Russian forces, meanwhile, pounded other sites in a painstaking push to wrest territory from Ukraine and try to soften unbending morale of its leaders, civilians and troops as the war nears the five-month mark.

The cruise missile strikes on Vinnytsia launched by a Russian submarine on Thursday were the latest incidents to take civilian lives and fan international outrage since President Vladimir Putin launched the invasion on Feb. 24. The campaign now has been focusing on Ukraine's eastern Donbas region, but Russian forces regularly fire upon targets in many parts of the country too.

Ukraine's Interior Ministry claimed Friday that Russian forces had conducted more than 17,000 strikes on civilian targets during the war, driving millions from their homes, killing thousands of fighters and civilians and rippling through the world economy by hiking prices and crimping exports of key Ukrainian and Russian products like foodstuffs, fuel and fertilizer.

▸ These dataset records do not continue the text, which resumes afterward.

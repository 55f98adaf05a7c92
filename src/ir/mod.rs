//======---------------------------------------------------------------======//
//                                                                           //
// Copyright 2022-2023 Evan Cox <evanacox00@gmail.com>. All rights reserved. //
//                                                                           //
// Use of this source code is governed by a BSD-style license that can be    //
// found in the LICENSE.txt file at the root of this project, or at the      //
// following link: https://opensource.org/licenses/BSD-3-Clause              //
//                                                                           //
//======---------------------------------------------------------------======//

//! Programs and procedures, and the builder used to put them together.

mod builders;
mod procedure;
mod program;

pub use builders::*;
pub use procedure::*;
pub use program::*;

More than 73 people — including four children — remained hospitalized and 18 people were missing after Thursday's missile strike, said Oleksandr Kutovyi, spokesman for the emergency service in the Vinnytsia region. Search teams were poring over two sites on Friday — an office building with a medical center inside, and a concert hall near an outdoor recreation area and park, where mothers with children often stroll.

Vinnytsia Gov. Serhiy Borzov said only 10 people among the nearly two dozen killed had been identified so far.

“Russia deliberately hit civilians and all those responsible for the crime must...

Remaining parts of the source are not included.